To enable the R visualization preview feature, follow these steps: http://blogs.msdn.com/b/powerbi/archive/2015/12/17/announcing-preview-of-r-visuals-in-power-bi-desktop.aspx

Please keep in mind, that the usage of R based visualizations within Power BI is a preview feature, reports that contain R visualizations can not be published to the Power BI service. Currently this is a Power BI Desktop Feature alone. I would not recommend, to use this in an production environment.

As I already mentioned, the R code is almost the same as in the example for Reporting Services. For this reason I will concentrate on the special stuff that leverages the power of Power BI (sounds a little funny).

One thing that makes data analysis with Power BI a real pleasure, is the interactivity between the data and the objects used for data visualizations.

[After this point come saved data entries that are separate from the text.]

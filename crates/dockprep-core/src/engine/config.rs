use super::repair::{RepairOperation, RepairPlan};
use crate::core::residues::SubstitutionTable;
use std::path::PathBuf;
use thiserror::Error;

pub const DEFAULT_PH: f64 = 7.0;

#[derive(Debug, Error, PartialEq, Eq, Clone)]
pub enum ConfigError {
    #[error("Missing required parameter: {0}")]
    MissingParameter(&'static str),
    #[error("Invalid value for parameter '{name}': {reason}")]
    InvalidParameter { name: &'static str, reason: String },
}

/// Which parts of the raw structure survive sanitization.
#[derive(Debug, Clone, Copy, PartialEq, Eq)]
pub struct SelectionPolicy {
    /// Zero-based index of the model to keep.
    pub model_id: usize,
    /// Keep one member per disorder group.
    pub remove_disorder: bool,
    pub remove_water: bool,
    /// Drop hetero groups (ligands, ions, modified residues). Water is governed separately.
    pub remove_hetero: bool,
}

impl Default for SelectionPolicy {
    fn default() -> Self {
        Self {
            model_id: 0,
            remove_disorder: true,
            remove_water: false,
            remove_hetero: false,
        }
    }
}

/// Settings of the external repair and completion engines.
#[derive(Debug, Clone, PartialEq)]
pub struct EngineConfig {
    /// Executable of the atom/residue repair engine.
    pub pdbfixer_executable: PathBuf,
    /// Python interpreter with MODELLER installed; enables comparative-modeling completion.
    pub modeller_python: Option<PathBuf>,
    pub modeller_topology: Vec<String>,
    pub modeller_parameters: String,
    pub include_hetatm: bool,
    pub include_water: bool,
    /// Keep the original residue numbering in completed models.
    pub transfer_res_num: bool,
    pub substitutions: SubstitutionTable,
}

impl Default for EngineConfig {
    fn default() -> Self {
        Self {
            pdbfixer_executable: PathBuf::from("pdbfixer"),
            modeller_python: None,
            modeller_topology: vec!["$(LIB)/top_heav.lib".into(), "$(LIB)/top_allh.lib".into()],
            modeller_parameters: "$(LIB)/par.lib".into(),
            include_hetatm: true,
            include_water: true,
            transfer_res_num: false,
            substitutions: SubstitutionTable::default(),
        }
    }
}

#[derive(Debug, Clone, PartialEq)]
pub struct PrepareConfig {
    pub input_path: PathBuf,
    pub output_path: PathBuf,
    pub selection: SelectionPolicy,
    pub plan: RepairPlan,
    pub engines: EngineConfig,
}

#[derive(Default)]
pub struct PrepareConfigBuilder {
    input_path: Option<PathBuf>,
    output_path: Option<PathBuf>,
    selection: Option<SelectionPolicy>,
    operations: Vec<RepairOperation>,
    engines: Option<EngineConfig>,
}

impl PrepareConfigBuilder {
    pub fn new() -> Self {
        Self::default()
    }

    pub fn input_path(mut self, path: impl Into<PathBuf>) -> Self {
        self.input_path = Some(path.into());
        self
    }
    pub fn output_path(mut self, path: impl Into<PathBuf>) -> Self {
        self.output_path = Some(path.into());
        self
    }
    pub fn selection(mut self, policy: SelectionPolicy) -> Self {
        self.selection = Some(policy);
        self
    }
    pub fn operation(mut self, operation: RepairOperation) -> Self {
        self.operations.push(operation);
        self
    }
    pub fn operations(mut self, operations: impl IntoIterator<Item = RepairOperation>) -> Self {
        self.operations.extend(operations);
        self
    }
    pub fn engines(mut self, engines: EngineConfig) -> Self {
        self.engines = Some(engines);
        self
    }

    pub fn build(self) -> Result<PrepareConfig, ConfigError> {
        for operation in &self.operations {
            if let RepairOperation::AddMissingHydrogens { ph } = operation {
                if !ph.is_finite() {
                    return Err(ConfigError::InvalidParameter {
                        name: "ph",
                        reason: format!("{ph} is not a finite number"),
                    });
                }
            }
        }

        Ok(PrepareConfig {
            input_path: self
                .input_path
                .ok_or(ConfigError::MissingParameter("input_path"))?,
            output_path: self
                .output_path
                .ok_or(ConfigError::MissingParameter("output_path"))?,
            selection: self.selection.unwrap_or_default(),
            plan: RepairPlan::new(self.operations),
            engines: self.engines.unwrap_or_default(),
        })
    }
}

#[cfg(test)]
mod tests {
    use super::*;

    #[test]
    fn defaults_match_documented_behaviour() {
        let policy = SelectionPolicy::default();
        assert_eq!(policy.model_id, 0);
        assert!(policy.remove_disorder);
        assert!(!policy.remove_water);
        assert!(!policy.remove_hetero);

        let engines = EngineConfig::default();
        assert_eq!(engines.pdbfixer_executable, PathBuf::from("pdbfixer"));
        assert!(engines.modeller_python.is_none());
        assert!(engines.include_hetatm && engines.include_water);
    }

    #[test]
    fn build_requires_input_and_output() {
        let err = PrepareConfigBuilder::new()
            .output_path("out.pdb")
            .build()
            .unwrap_err();
        assert_eq!(err, ConfigError::MissingParameter("input_path"));

        let err = PrepareConfigBuilder::new()
            .input_path("in.pdb")
            .build()
            .unwrap_err();
        assert_eq!(err, ConfigError::MissingParameter("output_path"));
    }

    #[test]
    fn build_keeps_operation_order() {
        let config = PrepareConfigBuilder::new()
            .input_path("in.pdb")
            .output_path("out.pdb")
            .operation(RepairOperation::ReplaceNonStandardResidues)
            .operation(RepairOperation::AddMissingHeavyAtoms)
            .operation(RepairOperation::AddMissingHydrogens { ph: 7.4 })
            .build()
            .unwrap();
        assert_eq!(
            config.plan.operations(),
            &[
                RepairOperation::ReplaceNonStandardResidues,
                RepairOperation::AddMissingHeavyAtoms,
                RepairOperation::AddMissingHydrogens { ph: 7.4 },
            ]
        );
    }

    #[test]
    fn non_finite_ph_is_rejected_but_extreme_values_pass() {
        let err = PrepareConfigBuilder::new()
            .input_path("in.pdb")
            .output_path("out.pdb")
            .operation(RepairOperation::AddMissingHydrogens { ph: f64::NAN })
            .build()
            .unwrap_err();
        assert!(matches!(err, ConfigError::InvalidParameter { name: "ph", .. }));

        assert!(
            PrepareConfigBuilder::new()
                .input_path("in.pdb")
                .output_path("out.pdb")
                .operation(RepairOperation::AddMissingHydrogens { ph: 15.0 })
                .build()
                .is_ok()
        );
    }
}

For this reason I added some lines to the initial R script:

# read the number of companies (determined by the selection of the Comp slicer)

slicer <- unique(dt.source$Comp)

slicer.count <- length(slicer)

Here I’m determine the selected members (or all the members) and also counting the selected members (from the slicer in the Power BI report). This will become necessary to calculate the width and the proper coordinates of the rectangles.

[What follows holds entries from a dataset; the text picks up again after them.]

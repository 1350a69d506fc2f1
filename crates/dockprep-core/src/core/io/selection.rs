use super::error::SelectionError;
use super::traits::Selector;
use crate::core::models::ids::{AtomId, ChainId, ModelId, ResidueId};
use crate::core::models::structure::StructureRecord;

#[derive(Debug, Clone, PartialEq, Eq)]
pub struct SelectedResidue {
    pub id: ResidueId,
    pub atoms: Vec<AtomId>,
}

#[derive(Debug, Clone, PartialEq, Eq)]
pub struct SelectedChain {
    pub id: ChainId,
    pub residues: Vec<SelectedResidue>,
}

#[derive(Debug, Clone, PartialEq, Eq)]
pub struct SelectedModel {
    pub id: ModelId,
    pub chains: Vec<SelectedChain>,
}

/// The subset of a structure a selector accepts, in file order.
///
/// Residues left without atoms and chains left without residues are dropped, so writers never
/// emit empty containers.
#[derive(Debug, Clone, Default, PartialEq, Eq)]
pub struct Selection {
    pub models: Vec<SelectedModel>,
}

impl Selection {
    /// Walks `structure` top-down through `selector`.
    ///
    /// # Errors
    ///
    /// Propagates the first [`SelectionError`] raised by the selector.
    pub fn collect(
        structure: &StructureRecord,
        selector: &dyn Selector,
    ) -> Result<Self, SelectionError> {
        let mut models = Vec::new();
        for (model_id, model) in structure.models_iter() {
            if !selector.accept_model(model)? {
                continue;
            }
            let mut chains = Vec::new();
            for (chain_id, chain) in structure.chains_of(model_id) {
                if !selector.accept_chain(chain)? {
                    continue;
                }
                let mut residues = Vec::new();
                for (residue_id, residue) in structure.residues_of(chain_id) {
                    if !selector.accept_residue(residue)? {
                        continue;
                    }
                    let mut atoms = Vec::new();
                    for (atom_id, atom) in structure.atoms_of(residue_id) {
                        if selector.accept_atom(atom_id, atom, residue)? {
                            atoms.push(atom_id);
                        }
                    }
                    if !atoms.is_empty() {
                        residues.push(SelectedResidue {
                            id: residue_id,
                            atoms,
                        });
                    }
                }
                if !residues.is_empty() {
                    chains.push(SelectedChain {
                        id: chain_id,
                        residues,
                    });
                }
            }
            models.push(SelectedModel {
                id: model_id,
                chains,
            });
        }
        Ok(Self { models })
    }

    pub fn atom_ids(&self) -> impl Iterator<Item = AtomId> + '_ {
        self.models
            .iter()
            .flat_map(|m| &m.chains)
            .flat_map(|c| &c.residues)
            .flat_map(|r| r.atoms.iter().copied())
    }

    /// Chain identifiers present in the selection, in first-seen order.
    pub fn chain_ids(&self, structure: &StructureRecord) -> Vec<char> {
        let mut ids = Vec::new();
        for chain in self.models.iter().flat_map(|m| &m.chains) {
            if let Some(chain) = structure.chain(chain.id) {
                if !ids.contains(&chain.id) {
                    ids.push(chain.id);
                }
            }
        }
        ids
    }
}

# creating a vector that contains shades of grey

cols.vector <- NULL

cols.vector <- colorRampPalette(c(“grey80”, “grey50”))( slicer.count )

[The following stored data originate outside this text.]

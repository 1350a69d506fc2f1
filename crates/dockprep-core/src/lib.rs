//! # dockprep Core Library
//!
//! Sanitization and repair of macromolecular receptor structures (PDB/mmCIF) ahead of
//! molecular docking.
//!
//! ## Architectural Philosophy
//!
//! The library follows a strict three-layer architecture.
//!
//! - **[`core`]: The Foundation.** Stateless data model (`StructureRecord`), residue
//!   vocabulary tables and format I/O with selector-based filtering.
//!
//! - **[`engine`]: The Logic Core.** Disorder resolution, the sanitizing selector, the
//!   repair operation chain and the boundary to the external repair and completion engines.
//!
//! - **[`workflows`]: The Public API.** The receptor session that owns the current structure
//!   and the end-to-end `prepare` and `inspect` workflows.

pub mod core;
pub mod engine;
pub mod workflows;
use super::error::{ParseError, WriteError};
use super::lines::LossyLines;
use super::selection::Selection;
use super::traits::{ParsedStructure, Selector, StructureFile};
use super::warnings::{StructuralWarning, WarningKind};
use crate::core::models::atom::{Atom, infer_element};
use crate::core::models::builder::{BuildConflict, StructureBuilder};
use crate::core::models::residue::{HeteroFlag, ResidueNumber};
use crate::core::models::structure::StructureRecord;
use crate::core::residues::is_water_name;
use itertools::Itertools;
use nalgebra::Point3;
use std::io::{BufRead, Write};

const SEQRES_NAMES_PER_LINE: usize = 13;

/// Serials wrap to fit the five-column field.
const SERIAL_MODULUS: usize = 100_000;

fn slice_and_trim(line: &str, start: usize, end: usize) -> &str {
    line.get(start..end.min(line.len())).unwrap_or("").trim()
}

fn column_char(line: &str, index: usize) -> Option<char> {
    line.get(index..index + 1)
        .and_then(|s| s.chars().next())
        .filter(|c| *c != ' ')
}

/// Fixed-column PDB format.
pub struct PdbFile;

impl StructureFile for PdbFile {
    fn read_from(reader: &mut impl BufRead, id: &str) -> Result<ParsedStructure, ParseError> {
        let mut builder = StructureBuilder::new(id);
        let mut warnings = Vec::new();
        let mut atom_count = 0usize;
        let mut last_conflict: Option<BuildConflict> = None;

        for (index, line) in LossyLines::new(reader).enumerate() {
            let (line, replaced) = line?;
            let line_num = index + 1;
            if replaced {
                warnings.push(StructuralWarning::new(line_num, WarningKind::InvalidEncoding));
            }

            if line.starts_with("SEQRES") {
                if let Some(chain) = line.get(11..12).and_then(|s| s.chars().next()) {
                    let names = line
                        .get(19..)
                        .unwrap_or("")
                        .split_whitespace()
                        .map(str::to_string)
                        .collect();
                    builder.set_seqres(chain, names);
                }
            } else if line.starts_with("MODEL") {
                let serial = slice_and_trim(&line, 10, 14).parse::<isize>().ok();
                builder.start_model(serial);
            } else if line.starts_with("ATOM  ") || line.starts_with("HETATM") {
                let record = match parse_atom_record(&line, line_num) {
                    Ok(record) => record,
                    Err(warning) => {
                        warnings.push(warning);
                        continue;
                    }
                };

                builder.start_chain(record.chain);
                let result = builder
                    .start_residue(record.number, &record.residue_name, record.hetero_flag)
                    .and_then(|b| b.add_atom(record.atom));
                match result {
                    Ok(_) => {
                        atom_count += 1;
                        last_conflict = None;
                    }
                    Err(conflict) => {
                        // One warning per run of records hitting the same conflict.
                        let repeated = matches!(
                            (&last_conflict, &conflict),
                            (Some(BuildConflict::ResidueNameConflict { .. }), BuildConflict::NoCurrentResidue)
                        ) || last_conflict.as_ref() == Some(&conflict);
                        if !repeated {
                            warnings.push(StructuralWarning::new(
                                line_num,
                                WarningKind::Conflict(conflict.clone()),
                            ));
                            last_conflict = Some(conflict);
                        }
                    }
                }
            }
        }

        if atom_count == 0 {
            return Err(ParseError::NoAtoms { id: id.to_string() });
        }

        Ok(ParsedStructure {
            structure: builder.build(),
            warnings,
        })
    }

    fn write_to(
        structure: &StructureRecord,
        selector: &dyn Selector,
        writer: &mut impl Write,
    ) -> Result<(), WriteError> {
        let selection = Selection::collect(structure, selector)?;

        for chain_id in selection.chain_ids(structure) {
            if let Some(names) = structure.header.seqres.get(&chain_id) {
                write_seqres(writer, chain_id, names)?;
            }
        }

        let multi_model = selection.models.len() > 1;
        for selected_model in &selection.models {
            if multi_model {
                let serial = structure
                    .model(selected_model.id)
                    .map(|m| m.serial.unwrap_or(m.id as isize + 1))
                    .unwrap_or(1);
                writeln!(writer, "MODEL     {:>4}", serial)?;
            }

            for selected_chain in &selected_model.chains {
                let Some(chain) = structure.chain(selected_chain.id) else {
                    continue;
                };
                let mut last_polymer: Option<(usize, String, ResidueNumber)> = None;
                let mut ter_written = false;

                for selected_residue in &selected_chain.residues {
                    let Some(residue) = structure.residue(selected_residue.id) else {
                        continue;
                    };
                    let is_polymer = residue.hetero_flag == HeteroFlag::Polymer;
                    if !is_polymer && !ter_written {
                        if let Some((serial, name, number)) = last_polymer.take() {
                            write_ter(writer, serial.saturating_add(1), &name, chain.id, number)?;
                            ter_written = true;
                        }
                    }

                    for &atom_id in &selected_residue.atoms {
                        let Some(atom) = structure.atom(atom_id) else {
                            continue;
                        };
                        writeln!(
                            writer,
                            "{}",
                            format_atom_line(atom, &residue.name, residue.hetero_flag, chain.id, residue.number)
                        )?;
                        if is_polymer {
                            last_polymer = Some((atom.serial, residue.name.clone(), residue.number));
                        }
                    }
                }

                if let Some((serial, name, number)) = last_polymer {
                    if !ter_written {
                        write_ter(writer, serial.saturating_add(1), &name, chain.id, number)?;
                    }
                }
            }

            if multi_model {
                writeln!(writer, "ENDMDL")?;
            }
        }

        writeln!(writer, "END")?;
        Ok(())
    }
}

struct AtomRecord {
    chain: char,
    number: ResidueNumber,
    residue_name: String,
    hetero_flag: HeteroFlag,
    atom: Atom,
}

fn parse_atom_record(line: &str, line_num: usize) -> Result<AtomRecord, StructuralWarning> {
    if line.len() < 54 {
        return Err(StructuralWarning::new(
            line_num,
            WarningKind::TruncatedRecord { length: line.len() },
        ));
    }

    let number_field = |field: &'static str, start: usize, end: usize| {
        let value = slice_and_trim(line, start, end);
        value.parse::<f64>().map_err(|_| {
            StructuralWarning::new(
                line_num,
                WarningKind::InvalidNumber {
                    field,
                    value: value.to_string(),
                },
            )
        })
    };
    let optional_number = |field: &'static str, start: usize, end: usize, default: f64| {
        if slice_and_trim(line, start, end).is_empty() {
            Ok(default)
        } else {
            number_field(field, start, end)
        }
    };

    let serial_str = slice_and_trim(line, 6, 11);
    let serial = serial_str.parse::<usize>().map_err(|_| {
        StructuralWarning::new(
            line_num,
            WarningKind::InvalidNumber {
                field: "serial number",
                value: serial_str.to_string(),
            },
        )
    })?;
    let seq_str = slice_and_trim(line, 22, 26);
    let seq = seq_str.parse::<isize>().map_err(|_| {
        StructuralWarning::new(
            line_num,
            WarningKind::InvalidNumber {
                field: "residue number",
                value: seq_str.to_string(),
            },
        )
    })?;

    let x = number_field("x coordinate", 30, 38)?;
    let y = number_field("y coordinate", 38, 46)?;
    let z = number_field("z coordinate", 46, 54)?;
    let occupancy = optional_number("occupancy", 54, 60, 1.0)?;
    let b_factor = optional_number("B-factor", 60, 66, 0.0)?;

    let name = slice_and_trim(line, 12, 16);
    // Four-character residue names (e.g. TIP3) spill into column 21.
    let residue_name = if column_char(line, 20).is_some() {
        slice_and_trim(line, 17, 21)
    } else {
        slice_and_trim(line, 17, 20)
    };
    let element = match slice_and_trim(line, 76, 78) {
        "" => infer_element(name),
        symbol => symbol.to_string(),
    };

    let hetero_flag = if line.starts_with("HETATM") {
        if is_water_name(residue_name) {
            HeteroFlag::Water
        } else {
            HeteroFlag::Hetero
        }
    } else {
        HeteroFlag::Polymer
    };

    let mut atom = Atom::new(serial, name, &element, Point3::new(x, y, z));
    atom.alt_loc = column_char(line, 16);
    atom.occupancy = occupancy;
    atom.b_factor = b_factor;
    atom.charge = slice_and_trim(line, 78, 80).to_string();

    Ok(AtomRecord {
        chain: line.get(21..22).and_then(|s| s.chars().next()).unwrap_or(' '),
        number: ResidueNumber::new(seq, column_char(line, 26)),
        residue_name: residue_name.to_string(),
        hetero_flag,
        atom,
    })
}

fn format_atom_line(
    atom: &Atom,
    residue_name: &str,
    hetero_flag: HeteroFlag,
    chain: char,
    number: ResidueNumber,
) -> String {
    let record = if hetero_flag.is_hetatm() { "HETATM" } else { "ATOM" };
    let name = if atom.name.len() < 4 && atom.element.len() == 1 {
        format!(" {:<3}", atom.name)
    } else {
        format!("{:<4}", atom.name)
    };
    let residue_field = if residue_name.len() >= 4 {
        residue_name.chars().take(4).collect::<String>()
    } else {
        format!("{:>3} ", residue_name)
    };
    format!(
        "{:<6}{:>5} {}{}{}{}{:>4}{}   {:>8.3}{:>8.3}{:>8.3}{:>6.2}{:>6.2}          {:>2}{:>2}",
        record,
        atom.serial % SERIAL_MODULUS,
        name,
        atom.alt_loc.unwrap_or(' '),
        residue_field,
        chain,
        number.seq,
        number.insertion_code.unwrap_or(' '),
        atom.position.x,
        atom.position.y,
        atom.position.z,
        atom.occupancy,
        atom.b_factor,
        atom.element,
        atom.charge,
    )
}

fn write_ter(
    writer: &mut impl Write,
    serial: usize,
    residue_name: &str,
    chain: char,
    number: ResidueNumber,
) -> std::io::Result<()> {
    writeln!(
        writer,
        "TER   {:>5}      {:>3} {}{:>4}{}",
        serial % SERIAL_MODULUS,
        residue_name,
        chain,
        number.seq,
        number.insertion_code.unwrap_or(' ')
    )
}

fn write_seqres(writer: &mut impl Write, chain: char, names: &[String]) -> std::io::Result<()> {
    for (index, chunk) in names.chunks(SEQRES_NAMES_PER_LINE).enumerate() {
        writeln!(
            writer,
            "SEQRES {:>3} {} {:>4}  {}",
            index + 1,
            chain,
            names.len(),
            chunk.iter().map(|n| format!("{:>3}", n)).join(" ")
        )?;
    }
    Ok(())
}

names(cols.vector) <- slicer;

With the lines above I create a vector that contains colors ranging from “grey80” to “grey50”. This vector will be used later on in the function scale_fill_manual(…). The vector cols.vector is named by the content of the variable slicer. A named vector is one of the fundamentals of R. So this concept / object should be understood for more advanced R programming. Maybe this little analogy will help. I imagine a named vector as some kind of key/value pair, where the key is the name and the value the value. For the example data this will lead to something like this:

key/value

“Company A”/”#CCCCCC”;

“Company B”/”#7F7F7F”;

Looking at the first geom_rect(…), the part … aes(…, fill = Comp …) … maps the content of the column Comp of the dataset to the fill-aesthetic. In combination with the vector cols.vector and the function scale_fill_manual we will become this colorful chart 😉

#determine the levels of the companies shown on the xaxis, to get a numerical value that is used later to draw the rectangles, for each category (Monthname) n-slicer columns are drawn

dt.cast$slicer <- factor(dt.cast$Comp, levels = unique(dt.cast$Comp));

slicer.levels <- levels(dt.cast$slicer);

names(slicer.levels) <- c(levels(dt.cast$slicer));

dt.cast$slicer.level.ordinal <- as.numeric(match(dt.cast$slicer, slicer.levels));

The following lines add new fields to the dataset, these fields are used to determine the proper coordinates of the rectangles, drawn with the geom_rect(…). The geom_rect(…) provides a little more flexibility, than the geom_bar. Especially if you want to interfere with the width of a bar.

In contrast to the example for Reporting Services I use the number of selected members from the Comp slicer to hide or show some details of the chart, this means if there is more than one slicer selected, than I hide some chart details.

if(slicer.count > 1){

…

,chart.columnwidth.default <- 0.9

} else {

…

,chart.columnwidth.default <- 0.6

};

The line below segment.width … creates the anchor value for the width of a bar. Starting by 0.9 (meaning there is a little gap between different categories (the month). The unit of this measure is a relativ measure, you should be aware that a value greater 1, will lead to overlapping bars (even if one can consider data as beautiful, not necessarily art will evolve by this).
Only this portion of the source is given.